Любопытно заметить, что за последние годы эта проблема в нашем киноискусстве ощутимо «постарела»: если персонажам «Долгой счастливой жизни», «Июльского дождя», «Ты и я» было по двадцать пять — тридцать, то в фильмах «Полеты во сне и наяву», «В четверг и больше никогда», «Утренний обход» перед нами сорокалетние «блудные дети» общества.

«Ты и я» — своеобразная битва за идеалы молодости, за максимализм в отношении к жизни, в оценке своих и чужих поступков. Битва за высоты духовности и утверждение ее как нормы жизни.

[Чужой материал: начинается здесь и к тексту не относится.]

//src/chunk.rs

use std::ops::Range;

use crate::error::ConsensusError;

/// Half-open slice bounds of chunk `index` (1-based) out of `size` over a
/// list of `len` items.
///
/// With `k, m = divmod(len, size)`, chunk `i` (0-based) covers
/// `[i*k + min(i, m), (i+1)*k + min(i+1, m))`: every item lands in exactly
/// one chunk, sizes are `k` or `k+1`, and the first `m` chunks get the extra
/// item. Out-of-range `index` or `size < 1` is a caller usage error.
pub fn chunk_bounds(len: usize, size: usize, index: usize) -> Result<Range<usize>, ConsensusError> {
    if size < 1 || index < 1 || index > size {
        return Err(ConsensusError::InvalidChunk { index, size });
    }
    let (k, m) = (len / size, len % size);
    let i = index - 1;
    let start = i * k + i.min(m);
    let end = (i + 1) * k + (i + 1).min(m);
    Ok(start..end)
}

/// The `index`-th of `size` near-equal contiguous chunks of `items`.
pub fn chunk<T>(items: &[T], size: usize, index: usize) -> Result<&[T], ConsensusError> {
    let bounds = chunk_bounds(items.len(), size, index)?;
    Ok(&items[bounds])
}
//! Card faces for the memory board.

use serde::{Deserialize, Serialize};

use crate::core::{ConfigError, Result};

/// Index of a symbol within a [`SymbolSet`].
///
/// The board stores these, not glyphs; two cards match when their ids are
/// equal.
#[derive(Clone, Copy, Debug, PartialEq, Eq, PartialOrd, Ord, Hash, Serialize, Deserialize)]
pub struct SymbolId(pub u16);

impl SymbolId {
    #[must_use]
    pub const fn new(id: u16) -> Self {
        Self(id)
    }

    #[must_use]
    pub const fn index(self) -> usize {
        self.0 as usize
    }
}

impl std::fmt::Display for SymbolId {
    fn fmt(&self, f: &mut std::fmt::Formatter<'_>) -> std::fmt::Result {
        write!(f, "Symbol({})", self.0)
    }
}

/// Distinct, renderable symbols, addressed by [`SymbolId`].
#[derive(Clone, Debug, PartialEq, Eq, Serialize)]
pub struct SymbolSet {
    glyphs: Vec<String>,
}

impl SymbolSet {
    /// Build a set, rejecting duplicate glyphs.
    pub fn new<S: Into<String>>(glyphs: impl IntoIterator<Item = S>) -> Result<Self> {
        let glyphs: Vec<String> = glyphs.into_iter().map(Into::into).collect();
        for (i, glyph) in glyphs.iter().enumerate() {
            if glyphs[..i].contains(glyph) {
                return Err(ConfigError::DuplicateSymbol(glyph.clone()));
            }
        }
        Ok(Self { glyphs })
    }

    #[must_use]
    pub fn len(&self) -> usize {
        self.glyphs.len()
    }

    #[must_use]
    pub fn is_empty(&self) -> bool {
        self.glyphs.is_empty()
    }

    /// The first `count` symbol ids, or an error if the set is too small.
    pub fn take(&self, count: usize) -> Result<Vec<SymbolId>> {
        if count == 0 {
            return Err(ConfigError::EmptyPairSet);
        }
        if count > self.glyphs.len() {
            return Err(ConfigError::NotEnoughSymbols {
                needed: count,
                available: self.glyphs.len(),
            });
        }
        Ok((0..count as u16).map(SymbolId).collect())
    }

    #[must_use]
    pub fn glyph(&self, id: SymbolId) -> Option<&str> {
        self.glyphs.get(id.index()).map(String::as_str)
    }
}

#[cfg(test)]
mod tests {
    use super::*;

    #[test]
    fn test_take() {
        let set = SymbolSet::new(["a", "b", "c"]).unwrap();
        assert_eq!(set.take(2).unwrap(), vec![SymbolId(0), SymbolId(1)]);
        assert!(matches!(set.take(0), Err(ConfigError::EmptyPairSet)));
        assert!(matches!(
            set.take(4),
            Err(ConfigError::NotEnoughSymbols { needed: 4, available: 3 })
        ));
    }

    #[test]
    fn test_duplicates_rejected() {
        let err = SymbolSet::new(["x", "y", "x"]).unwrap_err();
        assert!(matches!(err, ConfigError::DuplicateSymbol(ref g) if g == "x"));
    }

    #[test]
    fn test_glyph_lookup() {
        let set = SymbolSet::new(["🎯", "🚀"]).unwrap();
        assert_eq!(set.glyph(SymbolId(1)), Some("🚀"));
        assert_eq!(set.glyph(SymbolId(2)), None);
        assert_eq!(format!("{}", SymbolId(1)), "Symbol(1)");
    }
}
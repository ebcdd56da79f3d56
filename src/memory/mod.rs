//! Memory matching game.
//!
//! A board of `2N` face-down cards, each symbol on exactly two of them.
//! The player turns two cards per move: equal symbols stay face up as a
//! match, unequal ones are shown briefly and turned back by an explicit
//! [`MemoryGame::resolve_mismatch`] call that the host schedules.

mod board;
mod game;

pub use board::MemoryBoard;
pub use game::{FlipOutcome, MemoryGame};
//! Host that runs the games on a single event loop.
//!
//! [`Arcade`] owns the trivia engine, the memory game and the mood tracker,
//! and drives their time-dependent steps from its own [`Scheduler`]:
//!
//! - the 1 Hz trivia countdown
//! - the auto-advance after an answer is revealed
//! - turning a mismatched memory pair back over
//!
//! Time only moves through [`Arcade::advance_time`].
//!
//! [`Scheduler`]: crate::schedule::Scheduler

mod host;

pub use host::{Arcade, ArcadeEvent, LEADERBOARD_SIZE};
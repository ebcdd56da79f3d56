//! The arcade host: engines, timers and the glue between them.

use tracing::debug;

use crate::content::{
    default_high_scores, default_questions, default_symbols, QuestionSet, SymbolSet,
};
use crate::core::{ArcadeConfig, GameRng, Result};
use crate::memory::{FlipOutcome, MemoryGame};
use crate::mood::{Mood, MoodCounts, MoodTracker};
use crate::ports::{GameContext, KeyValueStore};
use crate::schedule::{Scheduler, TimerId};
use crate::scores::{Leaderboard, ScoreLog, ScoreRecord, Standing};
use crate::trivia::{AnswerOutcome, TriviaEngine, TriviaPhase};

/// Rows shown on the leaderboard.
pub const LEADERBOARD_SIZE: usize = 10;

/// Trivia countdown cadence.
const TICK_MS: u64 = 1_000;

/// Timer payloads the host schedules for itself.
#[derive(Clone, Copy, Debug, PartialEq, Eq, Hash)]
pub enum ArcadeEvent {
    /// One second of the trivia countdown.
    TriviaTick,
    /// Reveal delay is over; move to the next question.
    TriviaAdvance,
    /// Mismatch display delay is over; turn the cards back.
    MemoryResolve,
}

/// Owns both games and every timer they need.
///
/// The host is the only place timers are created. Each game's timers are
/// cancelled when that game restarts, and all of them on
/// [`shutdown`](Self::shutdown) or drop.
pub struct Arcade {
    config: ArcadeConfig,
    trivia: TriviaEngine,
    memory: MemoryGame,
    mood: MoodTracker,
    score_log: ScoreLog,
    high_scores: Vec<ScoreRecord>,

    scheduler: Scheduler<ArcadeEvent>,
    countdown: Option<TimerId>,
    pending_advance: Option<TimerId>,
    pending_resolve: Option<TimerId>,
}

impl Arcade {
    /// An arcade over the built-in questions, symbols and high scores.
    pub fn new(config: ArcadeConfig) -> Result<Self> {
        Self::with_content(config, default_questions(), default_symbols())
    }

    /// An arcade over custom content.
    pub fn with_content(
        config: ArcadeConfig,
        questions: QuestionSet,
        symbols: SymbolSet,
    ) -> Result<Self> {
        config.validate()?;

        let rng = match config.seed {
            Some(seed) => GameRng::new(seed),
            None => GameRng::from_entropy(),
        };
        let score_log = ScoreLog::new(config.score_log_capacity.0);

        let trivia = TriviaEngine::new(questions, config.trivia.clone())?.with_score_log(score_log);
        let memory = MemoryGame::new(symbols, config.memory.clone(), rng.for_context("memory"))?
            .with_score_log(score_log);

        Ok(Self {
            config,
            trivia,
            memory,
            mood: MoodTracker::new(),
            score_log,
            high_scores: default_high_scores(),
            scheduler: Scheduler::new(),
            countdown: None,
            pending_advance: None,
            pending_resolve: None,
        })
    }

    /// Replace the seeded all-time highs.
    #[must_use]
    pub fn with_high_scores(mut self, high_scores: Vec<ScoreRecord>) -> Self {
        self.high_scores = high_scores;
        self
    }

    // === Accessors ===

    #[must_use]
    pub fn config(&self) -> &ArcadeConfig {
        &self.config
    }

    #[must_use]
    pub fn trivia(&self) -> &TriviaEngine {
        &self.trivia
    }

    #[must_use]
    pub fn memory(&self) -> &MemoryGame {
        &self.memory
    }

    #[must_use]
    pub fn scheduler(&self) -> &Scheduler<ArcadeEvent> {
        &self.scheduler
    }

    /// Virtual milliseconds since the arcade was built.
    #[must_use]
    pub fn now_ms(&self) -> u64 {
        self.scheduler.now()
    }

    // === Trivia ===

    /// Start a fresh quiz, abandoning any session in flight.
    pub fn start_trivia(&mut self) {
        self.cancel_trivia_timers();
        self.trivia.reset();
        self.trivia.start();
        self.arm_countdown();
        debug!("trivia session opened");
    }

    /// Answer the current question. `None` if no question is open.
    pub fn answer_trivia(
        &mut self,
        option: usize,
        ctx: &mut GameContext<'_>,
    ) -> Option<AnswerOutcome> {
        let outcome = self.trivia.submit_answer(option, ctx)?;
        self.on_trivia_revealed();
        Some(outcome)
    }

    // === Memory ===

    /// Deal a fresh board with the configured pair count.
    pub fn start_memory(&mut self) -> Result<()> {
        self.cancel_timer(ArcadeEvent::MemoryResolve);
        self.memory.reset(self.config.memory.pair_count)
    }

    /// Turn a card. A mismatch schedules the cards to turn back.
    pub fn flip_card(&mut self, index: usize, ctx: &mut GameContext<'_>) -> FlipOutcome {
        let outcome = self.memory.flip(index, ctx);
        if outcome == FlipOutcome::Mismatched {
            let id = self
                .scheduler
                .schedule_once(self.config.memory.mismatch_delay_ms, ArcadeEvent::MemoryResolve);
            self.pending_resolve = Some(id);
        }
        outcome
    }

    // === Mood ===

    pub fn record_mood(&self, mood: Mood, ctx: &mut GameContext<'_>) {
        self.mood.record(mood, ctx);
    }

    #[must_use]
    pub fn todays_mood(&self, ctx: &GameContext<'_>) -> Option<Mood> {
        self.mood.todays_mood(ctx)
    }

    #[must_use]
    pub fn mood_stats(&self, ctx: &GameContext<'_>) -> MoodCounts {
        self.mood.stats(ctx)
    }

    // === Scores ===

    /// Seeded highs and recent results, ranked.
    #[must_use]
    pub fn standings(&self, store: &dyn KeyValueStore) -> Vec<Standing> {
        Leaderboard::standings(&self.high_scores, &self.score_log.recent(store), LEADERBOARD_SIZE)
    }

    #[must_use]
    pub fn recent_scores(&self, store: &dyn KeyValueStore) -> Vec<ScoreRecord> {
        self.score_log.recent(store)
    }

    #[must_use]
    pub fn personal_best(&self, store: &dyn KeyValueStore) -> u32 {
        self.score_log.personal_best(store)
    }

    // === Time ===

    /// Let `elapsed_ms` of virtual time pass, running every timer that
    /// comes due in deadline order.
    pub fn advance_time(&mut self, elapsed_ms: u64, ctx: &mut GameContext<'_>) {
        let target = self.scheduler.now().saturating_add(elapsed_ms);
        while let Some((id, event)) = self.scheduler.fire_next(target) {
            self.dispatch(id, event, ctx);
        }
        self.scheduler.advance_to(target);
    }

    /// Cancel every timer. Game state is left as it is.
    pub fn shutdown(&mut self) {
        self.scheduler.cancel_all();
        self.countdown = None;
        self.pending_advance = None;
        self.pending_resolve = None;
    }

    // === Internals ===

    fn dispatch(&mut self, id: TimerId, event: ArcadeEvent, ctx: &mut GameContext<'_>) {
        match event {
            ArcadeEvent::TriviaTick => {
                if self.trivia.tick(ctx).is_some() {
                    self.on_trivia_revealed();
                }
            }
            ArcadeEvent::TriviaAdvance => {
                if self.pending_advance == Some(id) {
                    self.pending_advance = None;
                }
                self.trivia.advance(ctx);
                if self.trivia.phase() == TriviaPhase::InProgress {
                    self.arm_countdown();
                }
            }
            ArcadeEvent::MemoryResolve => {
                if self.pending_resolve == Some(id) {
                    self.pending_resolve = None;
                }
                self.memory.resolve_mismatch();
            }
        }
    }

    fn on_trivia_revealed(&mut self) {
        if let Some(id) = self.countdown.take() {
            self.scheduler.cancel(id);
        }
        let id = self
            .scheduler
            .schedule_once(self.config.trivia.reveal_delay_ms, ArcadeEvent::TriviaAdvance);
        self.pending_advance = Some(id);
    }

    fn arm_countdown(&mut self) {
        if let Some(old) = self.countdown.take() {
            self.scheduler.cancel(old);
        }
        self.countdown = Some(self.scheduler.schedule_every(TICK_MS, ArcadeEvent::TriviaTick));
    }

    fn cancel_trivia_timers(&mut self) {
        self.cancel_timer(ArcadeEvent::TriviaTick);
        self.cancel_timer(ArcadeEvent::TriviaAdvance);
    }

    fn cancel_timer(&mut self, kind: ArcadeEvent) {
        let slot = match kind {
            ArcadeEvent::TriviaTick => &mut self.countdown,
            ArcadeEvent::TriviaAdvance => &mut self.pending_advance,
            ArcadeEvent::MemoryResolve => &mut self.pending_resolve,
        };
        if let Some(id) = slot.take() {
            self.scheduler.cancel(id);
        }
    }
}

impl Drop for Arcade {
    fn drop(&mut self) {
        self.shutdown();
    }
}
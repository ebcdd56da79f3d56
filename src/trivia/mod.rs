//! Company trivia: a fixed question sequence under a per-question
//! countdown.
//!
//! Scoring is flat: a correct answer earns the configured points, a wrong
//! answer or a timeout earns nothing. When the last answer is revealed and
//! the host advances, the session's score is appended to the score log.

mod engine;

pub use engine::{AnswerOutcome, Selection, TriviaEngine, TriviaPhase};
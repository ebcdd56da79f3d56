//! Explicit timer registrations.
//!
//! Countdowns and delayed steps are owned by whoever scheduled them and are
//! cancelled through their [`TimerId`], never left running in the
//! background.

mod scheduler;

pub use scheduler::{Scheduler, TimerId};
//! Card layout and flip bookkeeping, without scoring.

use rustc_hash::FxHashSet;
use serde::Serialize;
use smallvec::SmallVec;

use crate::content::SymbolId;
use crate::core::GameRng;

/// What a single flip did to the board.
#[derive(Clone, Copy, Debug, PartialEq, Eq)]
pub(crate) enum BoardFlip {
    Ignored,
    First,
    Match,
    Mismatch,
}

/// A dealt memory board.
///
/// Every symbol appears on exactly two cards. At most two cards are face up
/// and unmatched at once; matched cards stay matched until the next deal.
#[derive(Clone, Debug, Serialize)]
pub struct MemoryBoard {
    cards: Vec<SymbolId>,
    flipped: SmallVec<[usize; 2]>,
    matched: FxHashSet<usize>,
    move_count: u32,
}

impl MemoryBoard {
    /// Place each symbol twice and shuffle.
    pub fn deal(symbols: &[SymbolId], rng: &mut GameRng) -> Self {
        let mut cards: Vec<SymbolId> = symbols.iter().flat_map(|&s| [s, s]).collect();
        rng.shuffle(&mut cards);
        Self {
            cards,
            flipped: SmallVec::new(),
            matched: FxHashSet::default(),
            move_count: 0,
        }
    }

    /// Card faces in board order.
    #[must_use]
    pub fn cards(&self) -> &[SymbolId] {
        &self.cards
    }

    #[must_use]
    pub fn len(&self) -> usize {
        self.cards.len()
    }

    #[must_use]
    pub fn is_empty(&self) -> bool {
        self.cards.is_empty()
    }

    #[must_use]
    pub fn pair_count(&self) -> usize {
        self.cards.len() / 2
    }

    #[must_use]
    pub fn symbol_at(&self, index: usize) -> Option<SymbolId> {
        self.cards.get(index).copied()
    }

    /// Face-up, unmatched cards in flip order.
    #[must_use]
    pub fn flipped(&self) -> &[usize] {
        &self.flipped
    }

    #[must_use]
    pub fn is_flipped(&self, index: usize) -> bool {
        self.flipped.contains(&index)
    }

    #[must_use]
    pub fn is_matched(&self, index: usize) -> bool {
        self.matched.contains(&index)
    }

    /// Whether a card's face is showing.
    #[must_use]
    pub fn is_face_up(&self, index: usize) -> bool {
        self.is_flipped(index) || self.is_matched(index)
    }

    #[must_use]
    pub fn matched_count(&self) -> usize {
        self.matched.len()
    }

    /// Completed pair attempts.
    #[must_use]
    pub fn move_count(&self) -> u32 {
        self.move_count
    }

    /// Two unmatched cards are face up waiting to be turned back.
    #[must_use]
    pub fn has_pending_mismatch(&self) -> bool {
        self.flipped.len() == 2
    }

    #[must_use]
    pub fn is_complete(&self) -> bool {
        !self.cards.is_empty() && self.matched.len() == self.cards.len()
    }

    pub(crate) fn flip(&mut self, index: usize) -> BoardFlip {
        if index >= self.cards.len() || self.has_pending_mismatch() || self.is_face_up(index) {
            return BoardFlip::Ignored;
        }

        self.flipped.push(index);
        if self.flipped.len() < 2 {
            return BoardFlip::First;
        }

        self.move_count += 1;
        let (a, b) = (self.flipped[0], self.flipped[1]);
        if self.cards[a] == self.cards[b] {
            self.matched.insert(a);
            self.matched.insert(b);
            self.flipped.clear();
            BoardFlip::Match
        } else {
            BoardFlip::Mismatch
        }
    }

    /// Turn a mismatched pair back over. Returns false if none was pending.
    pub(crate) fn resolve_mismatch(&mut self) -> bool {
        if !self.has_pending_mismatch() {
            return false;
        }
        self.flipped.clear();
        true
    }
}
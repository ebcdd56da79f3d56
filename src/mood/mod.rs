//! Daily mood check-in, persisted under `mood-history`.

mod tracker;

pub use tracker::{Mood, MoodCounts, MoodTracker, MOOD_KEY, STATS_WINDOW_DAYS};
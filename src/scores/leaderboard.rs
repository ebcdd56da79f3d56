//! Ranked view over seeded high scores plus the player's own results.

use serde::Serialize;

use super::ScoreRecord;

/// One row of the leaderboard.
#[derive(Clone, Debug, PartialEq, Eq, Serialize)]
pub struct Standing {
    /// 1-based position.
    pub rank: usize,
    pub record: ScoreRecord,
}

/// Leaderboard builder.
pub struct Leaderboard;

impl Leaderboard {
    /// Merge `seeded` and `recent`, highest score first, keep `limit` rows.
    ///
    /// Equal scores keep their input order, seeded records ahead of the
    /// player's.
    #[must_use]
    pub fn standings(
        seeded: &[ScoreRecord],
        recent: &[ScoreRecord],
        limit: usize,
    ) -> Vec<Standing> {
        let mut all: Vec<&ScoreRecord> = seeded.iter().chain(recent).collect();
        all.sort_by(|a, b| b.score.cmp(&a.score));

        all.into_iter()
            .take(limit)
            .enumerate()
            .map(|(i, record)| Standing {
                rank: i + 1,
                record: record.clone(),
            })
            .collect()
    }
}

#[cfg(test)]
mod tests {
    use super::*;
    use chrono::Utc;

    fn rec(name: &str, score: u32) -> ScoreRecord {
        ScoreRecord::new(name, "Company Trivia", score, Utc::now())
    }

    #[test]
    fn test_merge_and_rank() {
        let seeded = vec![rec("Sarah", 2850), rec("Marcus", 2650)];
        let recent = vec![rec("You", 300), rec("You", 3000)];

        let rows = Leaderboard::standings(&seeded, &recent, 10);
        let names: Vec<_> = rows.iter().map(|s| (s.rank, s.record.score)).collect();
        assert_eq!(names, vec![(1, 3000), (2, 2850), (3, 2650), (4, 300)]);
    }

    #[test]
    fn test_limit_and_stable_ties() {
        let seeded = vec![rec("Seed", 500)];
        let recent = vec![rec("You", 500), rec("You", 100)];

        let rows = Leaderboard::standings(&seeded, &recent, 2);
        assert_eq!(rows.len(), 2);
        assert_eq!(rows[0].record.player_name, "Seed");
        assert_eq!(rows[1].record.player_name, "You");
        assert!(Leaderboard::standings(&seeded, &recent, 0).is_empty());
    }
}
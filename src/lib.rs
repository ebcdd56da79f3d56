//! # team-arcade
//!
//! Game engines for a company dashboard's break-room tab.
//!
//! ## Design Principles
//!
//! 1. **Engines are plain state machines**: every operation is a
//!    synchronous mutation. Calls made in the wrong phase are ignored, never
//!    errors, so stray UI events cannot corrupt a game.
//!
//! 2. **Collaborators are injected**: notifications, persistence and the
//!    clock arrive through a [`GameContext`] on each call. Nothing reaches
//!    for a global.
//!
//! 3. **Time is explicit**: countdowns and delays are [`Scheduler`]
//!    registrations owned by the [`Arcade`] host and cancelled with it.
//!
//! ## Modules
//!
//! - `core`: RNG, configuration, clock, errors
//! - `content`: questions, card symbols, seeded high scores
//! - `ports`: notification sink, key-value store, call context
//! - `scores`: bounded recent-score log and leaderboard
//! - `trivia`: timed quiz engine
//! - `memory`: pair-matching board and game
//! - `mood`: daily mood check-in
//! - `schedule`: virtual-time timers
//! - `arcade`: host wiring engines to timers
//!
//! ## Example
//!
//! ```
//! use team_arcade::{Arcade, ArcadeConfig, GameContext, MemoryStore, RecordingSink, SystemClock};
//!
//! let mut arcade = Arcade::new(ArcadeConfig::default().with_seed(1)).unwrap();
//! let (mut sink, mut store, clock) = (RecordingSink::new(), MemoryStore::new(), SystemClock);
//! let mut ctx = GameContext::new(&mut sink, &mut store, &clock);
//!
//! arcade.start_trivia();
//! arcade.answer_trivia(1, &mut ctx);
//! assert_eq!(arcade.trivia().score(), 100);
//! ```

pub mod core;
pub mod content;
pub mod ports;
pub mod scores;
pub mod trivia;
pub mod memory;
pub mod mood;
pub mod schedule;
pub mod arcade;

// Re-export commonly used types
pub use crate::core::{
    ArcadeConfig, MemoryConfig, TriviaConfig, ScoreLogCapacity,
    GameRng,
    Clock, FixedClock, SystemClock,
    ConfigError, Result,
};

pub use crate::content::{Question, QuestionSet, SymbolId, SymbolSet};

pub use crate::ports::{
    GameContext, KeyValueStore, MemoryStore,
    Notification, NotificationKind, NotificationSink, RecordingSink, TracingSink,
};

pub use crate::scores::{Leaderboard, ScoreLog, ScoreRecord, Standing};

pub use crate::trivia::{AnswerOutcome, Selection, TriviaEngine, TriviaPhase};

pub use crate::memory::{FlipOutcome, MemoryBoard, MemoryGame};

pub use crate::mood::{Mood, MoodCounts, MoodTracker};

pub use crate::schedule::{Scheduler, TimerId};

pub use crate::arcade::{Arcade, ArcadeEvent};
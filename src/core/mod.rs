//! Core building blocks shared by every game: RNG, configuration, clock
//! and errors.

pub mod rng;
pub mod config;
pub mod clock;
pub mod error;

pub use rng::GameRng;
pub use config::{ArcadeConfig, MemoryConfig, ScoreLogCapacity, TriviaConfig};
pub use clock::{Clock, FixedClock, SystemClock};
pub use error::{ConfigError, Result};
//! The player's recent results, kept in the store as a bounded list.

use chrono::{DateTime, Utc};
use serde::{Deserialize, Serialize};

use crate::ports::{load_or_default, save, KeyValueStore};

/// Store key for the recent-score list.
pub const SCORES_KEY: &str = "user-game-scores";

/// One finished game. Never edited after it is written.
#[derive(Clone, Debug, PartialEq, Eq, Serialize, Deserialize)]
pub struct ScoreRecord {
    pub id: String,
    pub player_name: String,
    pub score: u32,
    pub game: String,
    pub timestamp: DateTime<Utc>,
}

impl ScoreRecord {
    /// A record stamped at `timestamp`; the id is the millisecond timestamp.
    ///
    /// Two records from the same millisecond share that id until
    /// [`ScoreLog::append`] gives the later one a sequence suffix.
    pub fn new(
        player_name: impl Into<String>,
        game: impl Into<String>,
        score: u32,
        timestamp: DateTime<Utc>,
    ) -> Self {
        Self {
            id: timestamp.timestamp_millis().to_string(),
            player_name: player_name.into(),
            score,
            game: game.into(),
            timestamp,
        }
    }
}

/// Most-recent-N window of [`ScoreRecord`]s, newest first.
#[derive(Clone, Copy, Debug, PartialEq, Eq)]
pub struct ScoreLog {
    capacity: usize,
}

impl Default for ScoreLog {
    fn default() -> Self {
        Self::new(10)
    }
}

impl ScoreLog {
    #[must_use]
    pub fn new(capacity: usize) -> Self {
        Self { capacity: capacity.max(1) }
    }

    #[must_use]
    pub fn capacity(&self) -> usize {
        self.capacity
    }

    /// Prepend `record` and drop whatever falls past the window.
    ///
    /// An id already present in the window gets a `-<n>` suffix, so ids
    /// stay unique among stored records.
    pub fn append(&self, mut record: ScoreRecord, store: &mut dyn KeyValueStore) {
        let mut records: Vec<ScoreRecord> = load_or_default(&*store, SCORES_KEY);
        let base = record.id.clone();
        let mut seq = 1u32;
        while records.iter().any(|r| r.id == record.id) {
            record.id = format!("{base}-{seq}");
            seq += 1;
        }
        records.insert(0, record);
        records.truncate(self.capacity);
        save(store, SCORES_KEY, &records);
    }

    /// Stored records, newest first.
    #[must_use]
    pub fn recent(&self, store: &dyn KeyValueStore) -> Vec<ScoreRecord> {
        load_or_default(store, SCORES_KEY)
    }

    /// Highest recent score, or 0 with no history.
    #[must_use]
    pub fn personal_best(&self, store: &dyn KeyValueStore) -> u32 {
        self.recent(store).iter().map(|r| r.score).max().unwrap_or(0)
    }
}
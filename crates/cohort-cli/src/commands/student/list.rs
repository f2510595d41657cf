use serde_json::json;

use crate::cli::GlobalFlags;
use crate::commands::shared::limit::effective_limit;
use crate::context::AppContext;
use crate::output::output;

pub async fn run(
    promotion: &str,
    limit: Option<u32>,
    ctx: &AppContext,
    flags: &GlobalFlags,
) -> anyhow::Result<()> {
    let limit = effective_limit(limit, flags.limit, ctx.config.general.default_limit);
    let students = ctx.service.list_students(promotion, limit).await?;
    let rows: Vec<_> = students
        .iter()
        .map(|student| {
            json!({
                "id": student.id,
                "name": student.document.name,
                "email": student.document.email,
                "administrativeSituation": student.document.administrative_situation,
                "completedModules": student.document.technical_tracking.completed_modules.len(),
            })
        })
        .collect();
    output(&rows, flags.format)
}
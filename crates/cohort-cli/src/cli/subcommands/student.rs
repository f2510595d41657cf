use clap::Subcommand;

/// Student commands.
#[derive(Clone, Debug, Subcommand)]
pub enum StudentCommands {
    /// Enroll a student in a promotion.
    Create {
        #[arg(long)]
        promotion: String,
        #[arg(long)]
        name: String,
        #[arg(long, default_value = "")]
        email: String,
        #[arg(long)]
        phone: Option<String>,
        #[arg(long)]
        situation: Option<String>,
    },
    /// Get a student by ID.
    Get {
        id: String,
        /// Print the stored document as-is instead of the typed view.
        #[arg(long)]
        raw: bool,
    },
    /// List students of a promotion.
    List {
        promotion: String,
        #[arg(long)]
        limit: Option<u32>,
    },
    /// Append a teacher note.
    Note {
        id: String,
        #[arg(long)]
        text: String,
        #[arg(long)]
        author: Option<String>,
    },
    /// Mark a module as completed.
    CompleteModule { id: String, module: String },
}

Картина поднимает вопросы общечеловеческие. За проблемой выбора стоят проблемы долга и ответственности, решаемые каждым индивидуально. Но из единичных решений, частных, казалось бы, проблем складывается мозаика общественного самосознания. И от того, какие краски в ней будут преобладать, зависит во многом судьба интеллигенции и судьба народа.

В сравнении с замыслом, воплощенным в многочисленных сценарных вариантах, фильм что-то потерял в художественной цельности.

Но читаешь сценарий, смотришь фильм — Лариса Шепитько продолжает вести диалог, диалоге уже новым поколением зрителей. Беспокойство художника, его боль передаются и нам.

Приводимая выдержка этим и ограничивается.